The startup also uses game mechanics to reward users for providing quality content, Price said. They can earn points, badges and prizes for being involved in the conversation in a meaningful way.

This is how livecube works: a user contributes content to a session he or she is attending. Other people repost (retweet) that content. In effect, reposting is the crowd’s way of saying, “This is valuable content.” Users who contribute content earn points, and those who repost that content earn additional points.

As users attend various sessions at a corporate event, they go through a series of steps to check in at each one. During the event, the back-end software is building a leaderboard of who is contributing the most interesting ideas and who is contributing the most valuable content. Attendees are recognized for being involved in the conversation.

“At a recent event, one of our clients — a public company — had 183 participants … and every single person used livecube, which was amazing. They had over 6,000 messages and over 13,000 reposted messages,” Price noted.

The publisher Random House used the tool during a wellness-education day, when members of the public were invited to speak to the authors. Price said the livecube team was at the event to observe how it went.

“We had people there who had never been on Twitter … coming up to me and saying, ‘My kids are going to be so impressed. Not only am I on Twitter but I’m on the leaderboard,’ ” Price said.

That event garnered several thousand posts. “It shows that if we give people a tool they can use to be involved in the conversation that’s effective, they’ll embrace it,” he said.

The next version of the product will continue to focus on corporate clientele but will also work well for noncorporate events, such as meetups, Price noted.

The current version is compatible with other messaging applications besides Twitter, he said, and that ability is important to some clients. “We can power it with Salesforce Chatter and Yammer, and we have some banking clientele that want a private experience, so we have a private messaging tool as well,” he noted.

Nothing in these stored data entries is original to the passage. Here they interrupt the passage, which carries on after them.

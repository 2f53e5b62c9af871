//! Children editor handler: delete and reorder a container's children.

use crate::api::AppState;
use crate::error::Result;
use crate::gateway::ChildrenEdit;
use crate::utils::is_blank;
use axum::{
    extract::{Path, State},
    http::StatusCode,
    response::IntoResponse,
};
use url::form_urlencoded;

/// Form parameter naming the children to delete (repeatable)
pub const PARAM_DELETED_CHILDREN: &str = "deletedChildren";

/// Form parameter naming the children in their desired order (repeatable)
pub const PARAM_ORDERED_CHILDREN: &str = "orderedChildren";

/// Selector and extension that address the editor on a container path
pub const EDITOR_SUFFIX: &str = ".childreneditor.html";

/// POST /{container}.childreneditor.html - Apply a children edit to a container
///
/// The body is `application/x-www-form-urlencoded` with repeatable
/// `deletedChildren` and `orderedChildren` parameters. Deletions are applied
/// first, then the remaining (and newly created) children are reordered to
/// match the `orderedChildren` sequence. Blank parameter values are ignored.
/// A POST whose path does not carry the editor selector and extension does
/// not address this endpoint and is a 404.
#[utoipa::path(
    post,
    path = "/{container}.childreneditor.html",
    tag = "editor",
    params(
        ("container" = String, Path, description = "Path of the container to edit")
    ),
    request_body(
        content = String,
        content_type = "application/x-www-form-urlencoded",
        description = "Repeatable deletedChildren and orderedChildren parameters"
    ),
    responses(
        (status = 200, description = "Edit applied"),
        (status = 404, description = "Container not found", body = crate::error::ApiError),
        (status = 500, description = "Internal server error", body = crate::error::ApiError)
    )
)]
pub async fn edit_children(
    State(state): State<AppState>,
    Path(path): Path<String>,
    body: String,
) -> Result<impl IntoResponse> {
    let path = format!("/{path}");
    let Some(container) = path.strip_suffix(EDITOR_SUFFIX) else {
        tracing::debug!(path = %path, "POST without the editor selector");
        return Ok(StatusCode::NOT_FOUND);
    };
    let edit = parse_edit(&body);

    if edit.is_empty() {
        tracing::debug!(container = %container, "children edit carried no operations");
        return Ok(StatusCode::OK);
    }

    state.gateway.edit_children(container, &edit).await?;
    Ok(StatusCode::OK)
}

/// Collects the edit operations out of a form-encoded body.
fn parse_edit(body: &str) -> ChildrenEdit {
    let mut edit = ChildrenEdit::default();
    for (key, value) in form_urlencoded::parse(body.as_bytes()) {
        if is_blank(&value) {
            continue;
        }
        match key.as_ref() {
            PARAM_DELETED_CHILDREN => edit.deleted.push(value.into_owned()),
            PARAM_ORDERED_CHILDREN => edit.ordered.push(value.into_owned()),
            _ => {}
        }
    }
    edit
}
//! Video component view model.

use crate::store::{AssetHandle, Rendition};
use serde::Serialize;
use std::sync::Arc;
use utoipa::ToSchema;

/// MIME types the `<video>` element is given sources for.
pub const ALLOWED_VIDEO_MIME_TYPES: [&str; 5] = [
    "video/3gpp",
    "video/x-flv",
    "video/mp4",
    "video/ogg",
    "video/webm",
];

/// Default value of the `preload` attribute
pub const PRELOAD_DEFAULT_NONE: &str = "none";

/// Authored properties of the video component.
#[derive(Clone, Debug)]
pub struct VideoProps {
    /// Authored title
    pub title: Option<String>,
    /// Authored description
    pub description: Option<String>,
    /// Take the title from the asset metadata when non-blank
    pub title_from_asset: bool,
    /// Take the description from the asset metadata when non-blank
    pub description_from_asset: bool,
    /// Render without player controls
    pub hide_control: bool,
    /// Loop playback
    pub loop_enabled: bool,
    /// Start playback automatically (implies muted in browsers)
    pub autoplay: bool,
    /// Value for the `preload` attribute
    pub preload: String,
}

impl Default for VideoProps {
    fn default() -> Self {
        Self {
            title: None,
            description: None,
            title_from_asset: false,
            description_from_asset: false,
            hide_control: false,
            loop_enabled: false,
            autoplay: false,
            preload: PRELOAD_DEFAULT_NONE.to_string(),
        }
    }
}

/// One `<source>` entry of the video element.
#[derive(Clone, Debug, PartialEq, Eq, Serialize, ToSchema)]
pub struct VideoSource {
    /// URL of the rendition
    pub src: String,
    /// MIME type of the rendition
    #[serde(rename = "type")]
    pub mime_type: String,
}

/// Flat view of the video component, ready for template consumption.
#[derive(Clone, Debug, Default, Serialize, ToSchema)]
#[serde(rename_all = "camelCase")]
pub struct VideoModel {
    /// Playable sources, best first; empty when the asset is unusable
    pub sources: Vec<VideoSource>,

    /// Poster image URL, when a non-original image rendition exists
    #[serde(skip_serializing_if = "Option::is_none")]
    pub poster: Option<String>,

    /// Display title
    #[serde(skip_serializing_if = "Option::is_none")]
    pub title: Option<String>,

    /// Display description
    #[serde(skip_serializing_if = "Option::is_none")]
    pub description: Option<String>,

    /// Hide the player controls
    pub hide_control: bool,

    /// Loop playback
    #[serde(rename = "loop")]
    pub loop_enabled: bool,

    /// Start playback automatically
    pub autoplay: bool,

    /// `preload` attribute value
    pub preload: String,
}

impl VideoModel {
    /// Assembles the model from an optional asset plus component properties.
    ///
    /// A missing asset, a blank original MIME type, or a type outside
    /// [`ALLOWED_VIDEO_MIME_TYPES`] all yield a model with no sources; the
    /// authored attributes are carried regardless so the empty player still
    /// renders consistently.
    pub fn build(asset: Option<Arc<dyn AssetHandle>>, props: &VideoProps) -> Self {
        let mut model = Self {
            sources: Vec::new(),
            poster: None,
            title: props.title.clone(),
            description: props.description.clone(),
            hide_control: props.hide_control,
            loop_enabled: props.loop_enabled,
            autoplay: props.autoplay,
            preload: props.preload.clone(),
        };

        let Some(asset) = asset else {
            return model;
        };

        let metadata = asset.metadata();
        model.title = super::prefer_asset_value(
            props.title_from_asset,
            metadata.title.as_deref(),
            model.title.take(),
        );
        model.description = super::prefer_asset_value(
            props.description_from_asset,
            metadata.description.as_deref(),
            model.description.take(),
        );
        let Some(original) = asset.original() else {
            tracing::error!(id = %asset.id(), "asset has no original rendition");
            return model;
        };

        let original_mime = original.mime_type();
        if crate::utils::is_blank(original_mime) || !is_allowed_mime(original_mime) {
            tracing::error!(
                id = %asset.id(),
                mime_type = %original_mime,
                "asset type is not an allowed video type"
            );
            return model;
        }

        model.sources.push(source_for(&original));
        for rendition in asset.renditions() {
            let mime = rendition.mime_type();
            if mime != original_mime && is_allowed_mime(mime) {
                model.sources.push(source_for(&rendition));
            }
        }

        model.poster = asset
            .image_preview()
            .filter(|r| r.path() != original.path())
            .map(|r| r.path().to_string());

        model
    }
}

fn is_allowed_mime(mime: &str) -> bool {
    ALLOWED_VIDEO_MIME_TYPES
        .iter()
        .any(|allowed| allowed.eq_ignore_ascii_case(mime))
}

fn source_for(rendition: &Arc<dyn Rendition>) -> VideoSource {
    VideoSource {
        src: rendition.path().to_string(),
        mime_type: rendition.mime_type().to_string(),
    }
}
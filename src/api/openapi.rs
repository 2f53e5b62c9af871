//! OpenAPI documentation and schema generation
//!
//! This module defines the OpenAPI specification for the asset-gateway REST
//! API using utoipa for compile-time spec generation.

use utoipa::OpenApi;

/// OpenAPI documentation for the asset-gateway REST API
///
/// The spec can be accessed via:
/// - `/openapi.json` - JSON format OpenAPI specification
/// - `/swagger-ui` - Interactive Swagger UI documentation
#[derive(OpenApi)]
#[openapi(
    info(
        title = "asset-gateway REST API",
        version = "0.1.0",
        description = "Serves managed asset downloads behind stable public URLs, exposes component view models, and applies container children edits",
        license(
            name = "MIT OR Apache-2.0"
        )
    ),
    servers(
        (url = "http://localhost:6780", description = "Local development server")
    ),
    paths(
        // Download
        crate::api::routes::download_file,

        // Children editor
        crate::api::routes::edit_children,

        // Configuration
        crate::api::routes::get_config,
        crate::api::routes::update_config,

        // System
        crate::api::routes::health_check,
        crate::api::routes::openapi_spec,
    ),
    components(schemas(
        // Config types from config.rs
        crate::config::Config,
        crate::config::EndpointConfig,
        crate::config::ServerConfig,
        crate::config::ConfigUpdate,

        // Store types
        crate::store::ResourceKind,
        crate::store::AssetMetadata,

        // View models
        crate::models::DownloadModel,
        crate::models::VideoModel,
        crate::models::VideoSource,

        // Error types from error.rs
        crate::error::ApiError,
        crate::error::ErrorDetail,
    )),
    tags(
        (name = "download", description = "File download - Stream asset bytes by id and filename"),
        (name = "editor", description = "Children editor - Delete and reorder container children"),
        (name = "config", description = "Configuration - Get and update runtime configuration settings"),
        (name = "system", description = "System endpoints - Health checks and the OpenAPI spec"),
    )
)]
pub struct ApiDoc;
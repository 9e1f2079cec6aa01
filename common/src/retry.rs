//! リトライ付きHTTP送信
//!
//! 5xxと通信エラーのみ再試行する。待機は線形
//! （1回目の後に delay、2回目の後に 2*delay ...）。

use crate::error::{Error, Result};
use crate::transport::{HttpRequest, HttpResponse, Transport};
use std::time::Duration;

/// リトライ設定
#[derive(Debug, Clone, Copy, PartialEq, Eq)]
pub struct RetryOptions {
    /// 初回に加えて再試行する回数
    pub max_retries: u32,
    /// 待機時間の基準値
    pub delay: Duration,
}

impl Default for RetryOptions {
    fn default() -> Self {
        Self {
            max_retries: 3,
            delay: Duration::from_millis(1000),
        }
    }
}

impl RetryOptions {
    /// attempt回目（0始まり）の失敗後の待機時間
    pub fn backoff(&self, attempt: u32) -> Duration {
        self.delay * (attempt + 1)
    }
}

/// リクエストを送信し、失敗時は再試行
///
/// - 2xx/4xx はそのまま返す
/// - 5xx は残り回数があれば再試行、最終回ならそのまま返す
/// - 通信エラーは最終回まで再試行し、最後のエラーを返す
pub async fn fetch_with_retry<T: Transport>(
    transport: &T,
    request: &HttpRequest,
    options: RetryOptions,
) -> Result<HttpResponse> {
    let mut last_error = Error::Network("Unknown error".into());

    for attempt in 0..=options.max_retries {
        match transport.send(request).await {
            Ok(response) if response.is_server_error() && attempt < options.max_retries => {
                last_error = Error::Network(format!("Server error: {}", response.status));
            }
            Ok(response) => return Ok(response),
            Err(e) => last_error = e,
        }

        if attempt == options.max_retries {
            break;
        }

        let wait = options.backoff(attempt);
        tracing::warn!(
            url = %request.url,
            attempt = attempt + 1,
            max_retries = options.max_retries,
            wait_ms = wait.as_millis() as u64,
            error = %last_error,
            "request failed, retrying"
        );
        transport.sleep(wait).await;
    }

    Err(last_error)
}

#[cfg(test)]
mod tests {
    use super::*;
    use crate::transport::mock::MockTransport;
    use futures::executor::block_on;

    fn request() -> HttpRequest {
        HttpRequest::get("http://backend/api/compare")
    }

    #[test]
    fn test_default_options() {
        let options = RetryOptions::default();
        assert_eq!(options.max_retries, 3);
        assert_eq!(options.delay, Duration::from_millis(1000));
    }

    #[test]
    fn test_backoff_is_linear() {
        let options = RetryOptions::default();
        assert_eq!(options.backoff(0), Duration::from_millis(1000));
        assert_eq!(options.backoff(1), Duration::from_millis(2000));
        assert_eq!(options.backoff(2), Duration::from_millis(3000));
    }

    #[test]
    fn test_three_503_then_200() {
        let transport = MockTransport::with_replies(vec![
            MockTransport::status(503),
            MockTransport::status(503),
            MockTransport::status(503),
            MockTransport::status(200),
        ]);

        let response = block_on(fetch_with_retry(&transport, &request(), RetryOptions::default()))
            .expect("最終的に200が返るはず");

        assert_eq!(response.status, 200);
        assert_eq!(transport.call_count(), 4);

        let delays = transport.delays.borrow();
        assert!(delays.len() >= 3);
        assert!(delays.windows(2).all(|w| w[0] <= w[1]));
        assert_eq!(
            *delays,
            vec![
                Duration::from_millis(1000),
                Duration::from_millis(2000),
                Duration::from_millis(3000),
            ]
        );
    }

    #[test]
    fn test_404_returns_immediately() {
        let transport = MockTransport::with_replies(vec![MockTransport::status(404)]);

        let response = block_on(fetch_with_retry(&transport, &request(), RetryOptions::default()))
            .expect("404はエラーにしない");

        assert_eq!(response.status, 404);
        assert_eq!(transport.call_count(), 1);
        assert!(transport.delays.borrow().is_empty());
    }

    #[test]
    fn test_final_5xx_is_returned_not_raised() {
        let options = RetryOptions {
            max_retries: 2,
            delay: Duration::from_millis(10),
        };
        let transport = MockTransport::with_replies(vec![
            MockTransport::status(500),
            MockTransport::status(502),
            MockTransport::status(504),
        ]);

        let response = block_on(fetch_with_retry(&transport, &request(), options))
            .expect("最終回の5xxはレスポンスとして返る");

        assert_eq!(response.status, 504);
        assert_eq!(transport.delays.borrow().len(), 2);
    }

    #[test]
    fn test_transport_error_is_retried_then_raised() {
        let options = RetryOptions {
            max_retries: 2,
            delay: Duration::from_millis(5),
        };
        let transport = MockTransport::with_replies(vec![
            Err(Error::Network("connection refused".into())),
            Err(Error::Network("connection reset".into())),
            Err(Error::Network("timed out".into())),
        ]);

        let err = block_on(fetch_with_retry(&transport, &request(), options)).unwrap_err();

        // 最後のエラーが返る
        assert_eq!(err, Error::Network("timed out".into()));
        assert_eq!(transport.call_count(), 3);
        assert_eq!(
            *transport.delays.borrow(),
            vec![Duration::from_millis(5), Duration::from_millis(10)]
        );
    }

    #[test]
    fn test_transport_error_then_success() {
        let transport = MockTransport::with_replies(vec![
            Err(Error::Network("connection refused".into())),
            MockTransport::status(200),
        ]);

        let response = block_on(fetch_with_retry(&transport, &request(), RetryOptions::default()))
            .expect("2回目で成功するはず");

        assert_eq!(response.status, 200);
        assert_eq!(*transport.delays.borrow(), vec![Duration::from_millis(1000)]);
    }

    #[test]
    fn test_zero_retries_returns_5xx() {
        let options = RetryOptions {
            max_retries: 0,
            delay: Duration::from_millis(1000),
        };
        let transport = MockTransport::with_replies(vec![MockTransport::status(503)]);

        let response = block_on(fetch_with_retry(&transport, &request(), options)).unwrap();

        assert_eq!(response.status, 503);
        assert!(transport.delays.borrow().is_empty());
    }
}
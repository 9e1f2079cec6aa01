//! reqwestによる送信
//!
//! CLIとプロキシの両方から使う。

use reqwest::header::CONTENT_TYPE;
use reqwest::multipart::{Form, Part};
use skv_compare_common::{Error, FormPart, HttpRequest, HttpResponse, Method, Transport};
use std::time::Duration;

const FALLBACK_MIME: &str = "application/octet-stream";

#[derive(Debug, Clone, Default)]
pub struct ReqwestTransport {
    client: reqwest::Client,
}

impl ReqwestTransport {
    pub fn new() -> Self {
        Self::default()
    }
}

impl Transport for ReqwestTransport {
    async fn send(&self, request: &HttpRequest) -> skv_compare_common::Result<HttpResponse> {
        let builder = match request.method {
            Method::Get => self.client.get(&request.url),
            Method::Post => self.client.post(&request.url),
        };
        let builder = if request.parts.is_empty() {
            builder
        } else {
            builder.multipart(build_form(&request.parts)?)
        };

        let response = builder.send().await.map_err(network_error)?;
        let status = response.status().as_u16();
        let content_type = response
            .headers()
            .get(CONTENT_TYPE)
            .and_then(|v| v.to_str().ok())
            .map(str::to_string);
        let body = response.bytes().await.map_err(network_error)?.to_vec();

        Ok(HttpResponse {
            status,
            content_type,
            body,
        })
    }

    async fn sleep(&self, duration: Duration) {
        tokio::time::sleep(duration).await;
    }
}

/// 共通のパート定義をreqwestのフォームに変換
fn build_form(parts: &[FormPart]) -> skv_compare_common::Result<Form> {
    let mut form = Form::new();
    for part in parts {
        let mime = if part.file.content_type.is_empty() {
            FALLBACK_MIME
        } else {
            part.file.content_type.as_str()
        };
        let body = Part::bytes(part.file.content.to_vec())
            .file_name(part.file.name.clone())
            .mime_str(mime)
            .map_err(network_error)?;
        form = form.part(part.name.clone(), body);
    }
    Ok(form)
}

fn network_error(e: reqwest::Error) -> Error {
    Error::Network(e.to_string())
}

It’s not all about Twitter, said Price, but for clients who want social amplification and reach for a public conference, Twitter is a great tool.

Asked why livecube is presented as a Web application for end users, Price said that approach had been chosen deliberately. “We have found that when you ask participants to download an app, you lose from 30 [percent] to 90 percent of them right at the beginning. There are just people who are unwilling to download an app.”

Discussing the company’s origins, Price noted that he had developed a telephone game that the audience plays at the end of each NJ Tech Meetup. While Price was speaking with some mentors about the commercial opportunity the game presented, Zichermann told him he had developed a product to apply game mechanics to social media. They decided to team up and form a company focused on better audience engagement tools. Price put his startup weCraft.com on hold to develop livecube.

Price says he is gratified to be part of the livecube experience. “For me … it’s the culmination of what participating in organizing a meetup has brought. I now have a great understanding of the events industry, and that has brought an entrepreneurial opportunity that I strongly believe in.”